▸ Work order: Would you copy the material below word for word, beginning with its first line and ending with the line that contains "use crate::storage::buffer::error::BufferPoolError;"?

▸ Listed records:
use std::collections::{HashMap, VecDeque};
use std::path::Path;
use std::sync::Arc;
use log::debug;
use parking_lot::{Mutex, RwLock};

use crate::common::types::{FrameId, Page, PageId, PagePtr, INVALID_PAGE_ID};
use crate::storage::buffer::error::BufferPoolError;
use crate::storage::buffer::page_guard::{BasicPageGuard, ReadPageGuard, WritePageGuard};
use crate::storage::buffer::replacer::LruKReplacer;
use crate::storage::disk::DiskManager;

/// Per-frame bookkeeping. Page bytes live behind the frame's page latch;
/// everything here is protected by the pool's metadata mutex.
struct FrameMeta {
    page_id: PageId,
    pin_count: u32,
    is_dirty: bool,
}

impl FrameMeta {
    fn new() -> Self {
        Self {
            page_id: INVALID_PAGE_ID,
            pin_count: 0,
            is_dirty: false,
        }
    }
}

struct BufferPoolInner {
    page_table: HashMap<PageId, FrameId>,
    free_list: VecDeque<FrameId>,
    replacer: LruKReplacer,
    meta: Vec<FrameMeta>,
}

/// Bounded-memory cache of disk pages with pin/unpin reference counting and
/// write-back. One coarse mutex serializes the metadata (page table, free
/// list, replacer, frame bookkeeping); per-page latches are taken through
/// guards outside of it.
pub struct BufferPoolManager {
    pool_size: usize,
    frames: Vec<PagePtr>,
    inner: Mutex<BufferPoolInner>,
    disk_manager: Arc<DiskManager>,
}

impl BufferPoolManager {
    pub fn new(
        pool_size: usize,
        replacer_k: usize,
        db_path: impl AsRef<Path>,
    ) -> Result<Self, BufferPoolError> {
        let disk_manager = Arc::new(DiskManager::new(db_path)?);
        Ok(Self::with_disk_manager(pool_size, replacer_k, disk_manager))
    }

    pub fn with_disk_manager(
        pool_size: usize,
        replacer_k: usize,
        disk_manager: Arc<DiskManager>,
    ) -> Self {
        let mut frames = Vec::with_capacity(pool_size);
        let mut meta = Vec::with_capacity(pool_size);
        let mut free_list = VecDeque::with_capacity(pool_size);

        for frame_id in 0..pool_size {
            frames.push(Arc::new(RwLock::new(Page::new(INVALID_PAGE_ID))));
            meta.push(FrameMeta::new());
            free_list.push_back(frame_id);
        }

        Self {
            pool_size,
            frames,
            inner: Mutex::new(BufferPoolInner {
                page_table: HashMap::new(),
                free_list,
                replacer: LruKReplacer::new(pool_size, replacer_k),
                meta,
            }),
            disk_manager,
        }
    }

    pub fn pool_size(&self) -> usize {
        self.pool_size
    }

    /// Allocate a fresh page id and place it in a frame, pinned. Fails with
    /// BufferPoolFull when every frame is pinned.
    ///
    /// The metadata mutex is taken twice, around the disk work: once to
    /// claim a frame, once to install the new mapping. The claimed frame is
    /// unmapped and invisible to other threads in between.
    pub fn new_page(&self) -> Result<(PageId, PagePtr), BufferPoolError> {
        let (frame_id, needs_flush) = {
            let mut inner = self.inner.lock();
            self.acquire_frame(&mut inner)?
        };

        let prepared = (|| -> Result<PageId, BufferPoolError> {
            if needs_flush {
                let page = self.frames[frame_id].read();
                self.disk_manager.write_page(&page)?;
            }
            let page_id = self.disk_manager.allocate_page()?;
            let mut page = self.frames[frame_id].write();
            page.reset();
            page.page_id = page_id;
            Ok(page_id)
        })();
        let page_id = match prepared {
            Ok(page_id) => page_id,
            Err(e) => {
                self.return_frame(frame_id);
                return Err(e);
            }
        };

        let mut inner = self.inner.lock();
        let meta = &mut inner.meta[frame_id];
        meta.page_id = page_id;
        meta.pin_count = 1;
        meta.is_dirty = false;

        inner.page_table.insert(page_id, frame_id);
        inner.replacer.record_access(frame_id)?;
        inner.replacer.set_evictable(frame_id, false)?;

        Ok((page_id, self.frames[frame_id].clone()))
    }

    /// Fetch a page, reading it from disk if it is not resident. The caller
    /// owns one pin on success.
    ///
    /// The disk read runs with no metadata lock held. If another thread
    /// loaded the same page in the meantime, its copy wins and the claimed
    /// frame goes back to the free list.
    pub fn fetch_page(&self, page_id: PageId) -> Result<PagePtr, BufferPoolError> {
        if page_id == INVALID_PAGE_ID {
            return Err(BufferPoolError::InvalidOperation(
                "cannot fetch the invalid page id".to_string(),
            ));
        }

        let (frame_id, needs_flush) = {
            let mut inner = self.inner.lock();
            if let Some(&frame_id) = inner.page_table.get(&page_id) {
                inner.meta[frame_id].pin_count += 1;
                inner.replacer.record_access(frame_id)?;
                inner.replacer.set_evictable(frame_id, false)?;
                return Ok(self.frames[frame_id].clone());
            }
            self.acquire_frame(&mut inner)?
        };

        let loaded = (|| -> Result<(), BufferPoolError> {
            if needs_flush {
                let page = self.frames[frame_id].read();
                self.disk_manager.write_page(&page)?;
            }
            let mut page = self.frames[frame_id].write();
            self.disk_manager.read_page(page_id, &mut page)?;
            Ok(())
        })();
        if let Err(e) = loaded {
            self.return_frame(frame_id);
            return Err(e);
        }

        let mut inner = self.inner.lock();

        if let Some(&resident) = inner.page_table.get(&page_id) {
            // Lost the race: someone else brought the page in while we were
            // on disk. Pin their copy and hand our frame back.
            inner.meta[resident].pin_count += 1;
            inner.replacer.record_access(resident)?;
            inner.replacer.set_evictable(resident, false)?;
            self.frames[frame_id].write().reset();
            inner.free_list.push_back(frame_id);
            return Ok(self.frames[resident].clone());
        }

        let meta = &mut inner.meta[frame_id];
        meta.page_id = page_id;
        meta.pin_count = 1;
        meta.is_dirty = false;

        inner.page_table.insert(page_id, frame_id);
        inner.replacer.record_access(frame_id)?;
        inner.replacer.set_evictable(frame_id, false)?;

        Ok(self.frames[frame_id].clone())
    }

    /// Drop one pin on a page, OR-ing in the caller's dirty hint. At pin
    /// count zero the frame becomes evictable.
    pub fn unpin_page(&self, page_id: PageId, is_dirty: bool) -> Result<(), BufferPoolError> {
        let mut inner = self.inner.lock();

        let frame_id = *inner
            .page_table
            .get(&page_id)
            .ok_or(BufferPoolError::PageNotFound(page_id))?;

        let meta = &mut inner.meta[frame_id];
        if meta.pin_count == 0 {
            return Err(BufferPoolError::PinCountUnderflow(page_id));
        }
        meta.pin_count -= 1;
        meta.is_dirty |= is_dirty;
        let pin_count = meta.pin_count;

        if pin_count == 0 {
            inner.replacer.set_evictable(frame_id, true)?;
        }

        Ok(())
    }

    /// Write a page through to disk regardless of its dirty flag, then
    /// clear the flag. The write happens under the page latch only; the
    /// metadata mutex is re-taken afterwards to clear the dirty bit, and
    /// only if the page still sits in the same frame.
    pub fn flush_page(&self, page_id: PageId) -> Result<(), BufferPoolError> {
        let frame_id = {
            let inner = self.inner.lock();
            *inner
                .page_table
                .get(&page_id)
                .ok_or(BufferPoolError::PageNotFound(page_id))?
        };

        {
            let page = self.frames[frame_id].read();
            self.disk_manager.write_page(&page)?;
        }

        let mut inner = self.inner.lock();
        if inner.page_table.get(&page_id) == Some(&frame_id) {
            inner.meta[frame_id].is_dirty = false;
        }
        Ok(())
    }

    /// Flush every resident page. Pages evicted between the snapshot and
    /// their flush were written back by the eviction already.
    pub fn flush_all_pages(&self) -> Result<(), BufferPoolError> {
        let page_ids: Vec<PageId> = {
            let inner = self.inner.lock();
            inner.page_table.keys().copied().collect()
        };
        for page_id in page_ids {
            match self.flush_page(page_id) {
                Ok(()) => {}
                Err(BufferPoolError::PageNotFound(_)) => {}
                Err(e) => return Err(e),
            }
        }
        Ok(())
    }

    /// Remove a page from the pool and return its frame to the free list.
    /// Requires pin count zero; unknown pages are a successful no-op.
    pub fn delete_page(&self, page_id: PageId) -> Result<(), BufferPoolError> {
        let mut inner = self.inner.lock();

        let frame_id = match inner.page_table.get(&page_id) {
            Some(&frame_id) => frame_id,
            None => return Ok(()),
        };

        if inner.meta[frame_id].pin_count > 0 {
            return Err(BufferPoolError::PagePinned(page_id));
        }

        inner.replacer.remove(frame_id)?;
        inner.page_table.remove(&page_id);
        inner.meta[frame_id] = FrameMeta::new();
        self.frames[frame_id].write().reset();
        inner.free_list.push_back(frame_id);
        self.disk_manager.deallocate_page(page_id);

        Ok(())
    }

    /// Fetch a page wrapped in a pin-only guard
    pub fn fetch_page_basic(self: &Arc<Self>, page_id: PageId) -> Result<BasicPageGuard, BufferPoolError> {
        let page = self.fetch_page(page_id)?;
        Ok(BasicPageGuard::new(Arc::clone(self), page, page_id))
    }

    /// Fetch a page and take its shared latch
    pub fn fetch_page_read(self: &Arc<Self>, page_id: PageId) -> Result<ReadPageGuard, BufferPoolError> {
        Ok(self.fetch_page_basic(page_id)?.upgrade_read())
    }

    /// Fetch a page and take its exclusive latch
    pub fn fetch_page_write(self: &Arc<Self>, page_id: PageId) -> Result<WritePageGuard, BufferPoolError> {
        Ok(self.fetch_page_basic(page_id)?.upgrade_write())
    }

    /// Allocate a fresh page wrapped in a pin-only guard
    pub fn new_page_guarded(self: &Arc<Self>) -> Result<(PageId, BasicPageGuard), BufferPoolError> {
        let (page_id, page) = self.new_page()?;
        Ok((page_id, BasicPageGuard::new(Arc::clone(self), page, page_id)))
    }

    /// Take a frame from the free list, or evict a victim and unmap it.
    /// The victim's bytes stay in place; when the returned flag is set the
    /// caller must write them back before reusing the frame. Never touches
    /// the disk itself, so the metadata mutex is not held across I/O.
    fn acquire_frame(&self, inner: &mut BufferPoolInner) -> Result<(FrameId, bool), BufferPoolError> {
        if let Some(frame_id) = inner.free_list.pop_front() {
            return Ok((frame_id, false));
        }

        let victim = inner
            .replacer
            .evict()
            .ok_or(BufferPoolError::BufferPoolFull)?;

        let old_page_id = inner.meta[victim].page_id;
        let needs_flush = old_page_id != INVALID_PAGE_ID && inner.meta[victim].is_dirty;
        if old_page_id != INVALID_PAGE_ID {
            if needs_flush {
                debug!("evicting dirty page {} from frame {}", old_page_id, victim);
            }
            inner.page_table.remove(&old_page_id);
        }
        inner.meta[victim] = FrameMeta::new();

        Ok((victim, needs_flush))
    }

    /// Give a claimed but uninstalled frame back after a failed load
    fn return_frame(&self, frame_id: FrameId) {
        let mut inner = self.inner.lock();
        self.frames[frame_id].write().reset();
        inner.free_list.push_back(frame_id);
    }
}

▸ Exercise solution:
use std::collections::{HashMap, VecDeque};
use std::path::Path;
use std::sync::Arc;
use log::debug;
use parking_lot::{Mutex, RwLock};

use crate::common::types::{FrameId, Page, PageId, PagePtr, INVALID_PAGE_ID};
use crate::storage::buffer::error::BufferPoolError;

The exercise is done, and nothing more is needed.